La blessure d'Assitan est surtout mentale trouve Jérôme Fournier. « Aujourd'hui elle n'a qu'une appréhension Assitan, c'est qu'un malheur lui arrive, c'est ça qui la gouverne aujourd'hui. Mais ça va de mieux en mieux, je trouve. Quand elle a repris, elle n'avait pas la banane, elle avait peur qu'il lui arrive autre chose. » Et c'est normal : elle a déjà vécu un retour à la compétition cauchemardesque puisqu'elle s'était re-blessée dans la foulée. Cette fois-ci, au début, elle a eu peur de s'approcher du panier, là où il y a du trafic, beaucoup d'appuis. Aujourd'hui, elle repart à la chasse aux rebonds en plein milieu de la raquette.

Assitan Koné (à gauche) lors d'une rencontre de championnat.
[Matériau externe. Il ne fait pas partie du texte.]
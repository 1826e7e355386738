// Copyright 2023-Present Datadog, Inc. https://www.datadoghq.com/
// SPDX-License-Identifier: Apache-2.0

//! Byte-budgeted, thread-safe FIFO of rendered events.
//!
//! # Admission
//!
//! An incoming event is rejected when:
//! 1. **Per-event limit**: it alone is larger than `log_event_limit_bytes`
//! 2. **Queue limit**: admitting it would push the queued total past `queue_limit_bytes`
//!
//! Rejection drops the *newest* event. Events already queued are never evicted
//! to make room, so under sustained overload the oldest data survives.
//!
//! # Extraction
//!
//! [`BoundedQueue::try_dequeue_batch`] removes the longest prefix of the queue
//! that fits both the count bound and the byte bound. It is first-fit
//! sequential: it stops at the first event that does not fit even when a later,
//! smaller event would.

use std::collections::VecDeque;
use std::sync::atomic::{AtomicU64, Ordering};
use std::sync::{Mutex, MutexGuard, PoisonError};

use tracing::trace;

use crate::event::RenderedEvent;

/// Result of [`BoundedQueue::enqueue`]. Informational only.
#[derive(Debug, Clone, Copy, PartialEq, Eq)]
pub enum EnqueueOutcome {
    Enqueued,
    /// The event exceeded the per-event byte limit.
    OversizeDrop,
    /// The queue byte budget had no room for the event.
    OverflowDrop,
}

/// Point-in-time view of a queue.
#[derive(Debug, Clone, Copy, PartialEq, Eq, Default)]
pub struct QueueStats {
    pub events: usize,
    pub bytes: usize,
    pub dropped_oversize: u64,
    pub dropped_overflow: u64,
}

#[derive(Debug, Default)]
struct QueueState {
    events: VecDeque<RenderedEvent>,
    total_bytes: usize,
}

/// Insertion-ordered buffer of [`RenderedEvent`] guarded by a single mutex.
///
/// Every operation holds the lock only for in-memory bookkeeping, never across
/// I/O, so producers on any thread can enqueue while a flush is in progress.
#[derive(Debug)]
pub struct BoundedQueue {
    state: Mutex<QueueState>,
    queue_limit_bytes: Option<usize>,
    log_event_limit_bytes: Option<usize>,
    dropped_oversize: AtomicU64,
    dropped_overflow: AtomicU64,
}

impl BoundedQueue {
    /// Creates an empty queue. `None` disables the corresponding limit.
    #[must_use]
    pub fn new(queue_limit_bytes: Option<usize>, log_event_limit_bytes: Option<usize>) -> Self {
        BoundedQueue {
            state: Mutex::new(QueueState::default()),
            queue_limit_bytes,
            log_event_limit_bytes,
            dropped_oversize: AtomicU64::new(0),
            dropped_overflow: AtomicU64::new(0),
        }
    }

    // The state is consistent between any two statements that touch it, so a
    // panic in another holder leaves nothing half-written.
    fn lock(&self) -> MutexGuard<'_, QueueState> {
        self.state.lock().unwrap_or_else(PoisonError::into_inner)
    }

    /// Appends `event` unless one of the byte limits rejects it.
    pub fn enqueue(&self, event: RenderedEvent) -> EnqueueOutcome {
        let size = event.byte_len();

        if self.log_event_limit_bytes.is_some_and(|limit| size > limit) {
            self.dropped_oversize.fetch_add(1, Ordering::Relaxed);
            trace!("Dropping log event of {size} bytes: exceeds per-event limit");
            return EnqueueOutcome::OversizeDrop;
        }

        let mut state = self.lock();
        if let Some(limit) = self.queue_limit_bytes {
            if state.total_bytes + size > limit {
                drop(state);
                self.dropped_overflow.fetch_add(1, Ordering::Relaxed);
                trace!("Dropping log event of {size} bytes: queue limit of {limit} bytes reached");
                return EnqueueOutcome::OverflowDrop;
            }
        }

        state.total_bytes += size;
        state.events.push_back(event);
        EnqueueOutcome::Enqueued
    }

    /// Removes and returns the oldest events that fit within both bounds.
    ///
    /// # Batching Rules
    ///
    /// Events are taken from the front until one of these holds:
    /// 1. **Count limit**: `max_count` events were taken
    /// 2. **Size limit**: the next event would push the batch past `max_bytes`
    /// 3. **Queue empty**
    ///
    /// Only event bytes count towards `max_bytes`; whatever framing the batch
    /// formatter adds later is not included.
    ///
    /// A first event that alone exceeds `max_bytes` is returned on its own, so
    /// it cannot block the queue forever.
    pub fn try_dequeue_batch(
        &self,
        max_count: Option<usize>,
        max_bytes: Option<usize>,
    ) -> Vec<RenderedEvent> {
        if max_count == Some(0) {
            return Vec::new();
        }

        let mut state = self.lock();

        let mut taken = 0;
        let mut batch_bytes = 0;
        for event in &state.events {
            if max_count.is_some_and(|max| taken >= max) {
                break;
            }
            let next = batch_bytes + event.byte_len();
            if taken > 0 && max_bytes.is_some_and(|max| next > max) {
                break;
            }
            batch_bytes = next;
            taken += 1;
        }

        state.total_bytes -= batch_bytes;
        let batch: Vec<RenderedEvent> = state.events.drain(..taken).collect();
        batch
    }

    #[must_use]
    pub fn len(&self) -> usize {
        self.lock().events.len()
    }

    #[must_use]
    pub fn is_empty(&self) -> bool {
        self.lock().events.is_empty()
    }

    #[must_use]
    pub fn total_bytes(&self) -> usize {
        self.lock().total_bytes
    }

    #[must_use]
    pub fn stats(&self) -> QueueStats {
        let (events, bytes) = {
            let state = self.lock();
            (state.events.len(), state.total_bytes)
        };
        QueueStats {
            events,
            bytes,
            dropped_oversize: self.dropped_oversize.load(Ordering::Relaxed),
            dropped_overflow: self.dropped_overflow.load(Ordering::Relaxed),
        }
    }
}

#[cfg(test)]
#[allow(clippy::unwrap_used)]
mod tests {
    use super::*;
    use proptest::prelude::*;
    use std::sync::Arc;

    fn texts(events: &[RenderedEvent]) -> Vec<&str> {
        events.iter().map(RenderedEvent::as_str).collect()
    }

    fn queued_sum(queue: &BoundedQueue) -> usize {
        queue.lock().events.iter().map(RenderedEvent::byte_len).sum()
    }

    fn filled(items: &[&str]) -> BoundedQueue {
        let queue = BoundedQueue::new(None, None);
        for item in items {
            assert_eq!(queue.enqueue((*item).into()), EnqueueOutcome::Enqueued);
        }
        queue
    }

    #[test]
    fn test_new_queue_is_empty() {
        let queue = BoundedQueue::new(Some(100), Some(10));

        assert!(queue.is_empty());
        assert_eq!(queue.len(), 0);
        assert_eq!(queue.total_bytes(), 0);
        assert_eq!(queue.stats(), QueueStats::default());
    }

    #[test]
    fn test_enqueue_tracks_bytes() {
        let queue = filled(&["abc", "de", "f"]);

        assert_eq!(queue.len(), 3);
        assert_eq!(queue.total_bytes(), 6);
    }

    #[test]
    fn test_oversize_event_is_dropped() {
        let queue = BoundedQueue::new(None, Some(4));
        queue.enqueue("ok".into());

        let outcome = queue.enqueue("too large".into());

        assert_eq!(outcome, EnqueueOutcome::OversizeDrop);
        assert_eq!(queue.len(), 1);
        assert_eq!(queue.total_bytes(), 2);
        assert_eq!(queue.stats().dropped_oversize, 1);
    }

    #[test]
    fn test_event_exactly_at_event_limit_is_admitted() {
        let queue = BoundedQueue::new(None, Some(4));

        assert_eq!(queue.enqueue("four".into()), EnqueueOutcome::Enqueued);
    }

    #[test]
    fn test_overflow_drops_newest_and_keeps_existing() {
        let queue = BoundedQueue::new(Some(10), None);
        queue.enqueue("12345".into());
        queue.enqueue("6789".into());
        assert_eq!(queue.total_bytes(), 9);

        let outcome = queue.enqueue("xy".into());

        assert_eq!(outcome, EnqueueOutcome::OverflowDrop);
        assert_eq!(queue.total_bytes(), 9);
        assert_eq!(queue.stats().dropped_overflow, 1);
        let batch = queue.try_dequeue_batch(None, None);
        assert_eq!(texts(&batch), vec!["12345", "6789"]);
    }

    #[test]
    fn test_overflow_leaves_room_for_smaller_event() {
        let queue = BoundedQueue::new(Some(10), None);
        queue.enqueue("123456789".into());

        assert_eq!(queue.enqueue("ab".into()), EnqueueOutcome::OverflowDrop);
        assert_eq!(queue.enqueue("a".into()), EnqueueOutcome::Enqueued);
        assert_eq!(queue.total_bytes(), 10);
    }

    #[test]
    fn test_dequeue_empty() {
        let queue = BoundedQueue::new(None, None);

        assert!(queue.try_dequeue_batch(Some(10), Some(100)).is_empty());
    }

    #[test]
    fn test_dequeue_respects_max_count() {
        let queue = filled(&["1", "2", "3", "4", "5"]);

        let batch = queue.try_dequeue_batch(Some(3), None);

        assert_eq!(texts(&batch), vec!["1", "2", "3"]);
        let rest = queue.try_dequeue_batch(None, None);
        assert_eq!(texts(&rest), vec!["4", "5"]);
    }

    #[test]
    fn test_dequeue_is_first_fit_not_best_fit() {
        let queue = BoundedQueue::new(None, None);
        queue.enqueue(RenderedEvent::new("a".repeat(60)));
        queue.enqueue(RenderedEvent::new("b".repeat(50)));
        queue.enqueue(RenderedEvent::new("c".repeat(10)));

        let batch = queue.try_dequeue_batch(None, Some(100));

        assert_eq!(batch.len(), 1);
        assert_eq!(batch[0].byte_len(), 60);
        assert_eq!(queue.len(), 2);
        assert_eq!(queue.total_bytes(), 60);
    }

    #[test]
    fn test_dequeue_exact_byte_boundary() {
        let queue = filled(&["aaaa", "bbbb", "cc"]);

        let batch = queue.try_dequeue_batch(None, Some(8));

        assert_eq!(texts(&batch), vec!["aaaa", "bbbb"]);
        assert_eq!(queue.total_bytes(), 2);
    }

    #[test]
    fn test_dequeue_returns_single_oversized_event_alone() {
        let queue = filled(&["this one is long", "x"]);

        let batch = queue.try_dequeue_batch(None, Some(4));

        assert_eq!(texts(&batch), vec!["this one is long"]);
        assert_eq!(queue.len(), 1);
        assert_eq!(queue.total_bytes(), 1);
    }

    #[test]
    fn test_dequeue_zero_count_takes_nothing() {
        let queue = filled(&["a"]);

        assert!(queue.try_dequeue_batch(Some(0), None).is_empty());
        assert_eq!(queue.len(), 1);
    }

    #[test]
    fn test_interleaved_enqueue_and_dequeue_preserve_order() {
        let queue = filled(&["1", "2"]);
        let first = queue.try_dequeue_batch(Some(1), None);
        queue.enqueue("3".into());

        let rest = queue.try_dequeue_batch(None, None);

        assert_eq!(texts(&first), vec!["1"]);
        assert_eq!(texts(&rest), vec!["2", "3"]);
        assert_eq!(queue.total_bytes(), 0);
    }

    #[test]
    fn test_concurrent_producers_with_drain_loop() {
        const PRODUCERS: usize = 8;
        const EVENTS_PER_PRODUCER: usize = 500;

        let queue = Arc::new(BoundedQueue::new(None, None));
        let producers: Vec<_> = (0..PRODUCERS)
            .map(|p| {
                let queue = Arc::clone(&queue);
                std::thread::spawn(move || {
                    for i in 0..EVENTS_PER_PRODUCER {
                        queue.enqueue(RenderedEvent::new(format!("{p}:{i}")));
                    }
                })
            })
            .collect();

        let mut seen = Vec::new();
        while producers.iter().any(|p| !p.is_finished()) {
            seen.extend(queue.try_dequeue_batch(Some(64), Some(512)));
        }
        for producer in producers {
            producer.join().unwrap();
        }
        seen.extend(queue.try_dequeue_batch(None, None));

        assert_eq!(seen.len(), PRODUCERS * EVENTS_PER_PRODUCER);
        assert_eq!(queue.total_bytes(), 0);

        // Per producer, events come out in the order they went in.
        for p in 0..PRODUCERS {
            let prefix = format!("{p}:");
            let order: Vec<usize> = seen
                .iter()
                .filter_map(|e| e.as_str().strip_prefix(&prefix))
                .map(|i| i.parse().unwrap())
                .collect();
            assert_eq!(order, (0..EVENTS_PER_PRODUCER).collect::<Vec<_>>());
        }
    }

    #[test]
    fn test_concurrent_producers_with_queue_limit_account_for_drops() {
        const PRODUCERS: usize = 4;
        const EVENTS_PER_PRODUCER: usize = 1_000;

        let queue = Arc::new(BoundedQueue::new(Some(256), None));
        let producers: Vec<_> = (0..PRODUCERS)
            .map(|_| {
                let queue = Arc::clone(&queue);
                std::thread::spawn(move || {
                    (0..EVENTS_PER_PRODUCER)
                        .filter(|_| queue.enqueue("event".into()) == EnqueueOutcome::Enqueued)
                        .count()
                })
            })
            .collect();

        let mut dequeued = 0;
        while producers.iter().any(|p| !p.is_finished()) {
            dequeued += queue.try_dequeue_batch(Some(10), None).len();
        }
        let admitted: usize = producers.into_iter().map(|p| p.join().unwrap()).sum();
        dequeued += queue.try_dequeue_batch(None, None).len();

        let stats = queue.stats();
        assert_eq!(dequeued, admitted);
        assert_eq!(
            admitted as u64 + stats.dropped_overflow,
            (PRODUCERS * EVENTS_PER_PRODUCER) as u64
        );
    }

    #[derive(Debug, Clone)]
    enum Op {
        Enqueue(usize),
        Dequeue(Option<usize>, Option<usize>),
    }

    fn op_strategy() -> impl Strategy<Value = Op> {
        prop_oneof![
            3 => (0usize..64).prop_map(Op::Enqueue),
            1 => (proptest::option::of(0usize..8), proptest::option::of(0usize..128))
                .prop_map(|(count, bytes)| Op::Dequeue(count, bytes)),
        ]
    }

    proptest! {
        #[test]
        fn prop_total_bytes_matches_queued_events(
            queue_limit in proptest::option::of(0usize..256),
            event_limit in proptest::option::of(0usize..64),
            ops in proptest::collection::vec(op_strategy(), 0..64),
        ) {
            let queue = BoundedQueue::new(queue_limit, event_limit);
            for op in ops {
                match op {
                    Op::Enqueue(size) => {
                        let before = queue.len();
                        let outcome = queue.enqueue(RenderedEvent::new("x".repeat(size)));
                        if outcome != EnqueueOutcome::Enqueued {
                            prop_assert_eq!(queue.len(), before);
                        }
                    }
                    Op::Dequeue(count, bytes) => {
                        let batch = queue.try_dequeue_batch(count, bytes);
                        if let Some(count) = count {
                            prop_assert!(batch.len() <= count);
                        }
                        if let Some(bytes) = bytes {
                            let sum: usize = batch.iter().map(RenderedEvent::byte_len).sum();
                            prop_assert!(batch.len() <= 1 || sum <= bytes);
                        }
                    }
                }
                prop_assert_eq!(queue.total_bytes(), queued_sum(&queue));
                if let Some(limit) = queue_limit {
                    prop_assert!(queue.total_bytes() <= limit);
                }
            }
        }
    }
}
Crédit : Annie Sargent.

Mais comment gère-t-on une joueuse passée par ces épreuves et qui n'en est pas totalement sortie indemne ? Est-ce qu'on la fait jouer différemment ? Moins souvent ? A des moments où l'intensité est moindre ? En octobre 2015, Jérôme Fournier fait un deal avec Assitan : quand elle pense qu'elle pourra s'engager autant que les autres, sans appréhension, à 100% psychologiquement, elle pourra revenir sur les parquets. C'est ce qu'il s'est passé entre la mi-octobre 2015 et la fin novembre, entre son retour à l'entraînement et son retour à la compétition. « Un jour, elle m'a dit "Je suis prête", explique Jérôme Fournier, et donc on a pu la lancer sur le terrain. C'est compliqué à gérer, ce sont des situations particulières parce que le basket qui est produit sur le terrain, moi je ne le gère pas. S'il y a de l'intensité, je peux pas la retirer, sauf si elle me le demande. Jusque-là, elle ne me l'a jamais demandé. »

Elle doit donc faire confiance à ses genoux. Assitan trouve, elle, que ce retour se déroule mieux que la première fois, qu'elle est
« mieux préparée », qu'elle n'a pas eu « énormément d'appréhension », qu'elle n'est toujours « pas à 100% », mais qu'elle est
« mieux ». « J'ai pas retrouvé tout de suite mes sensations parce que je n'étais pas en rythme, explique-t-elle de sa voix toujours très posée. Mais j'étais étonnée sur certains matches : j'ai apporté de l'agressivité et j'étais pas sûre de pouvoir en apporter à cause des contacts. Parce que cela faisait longtemps que je n'en avais pas connu. »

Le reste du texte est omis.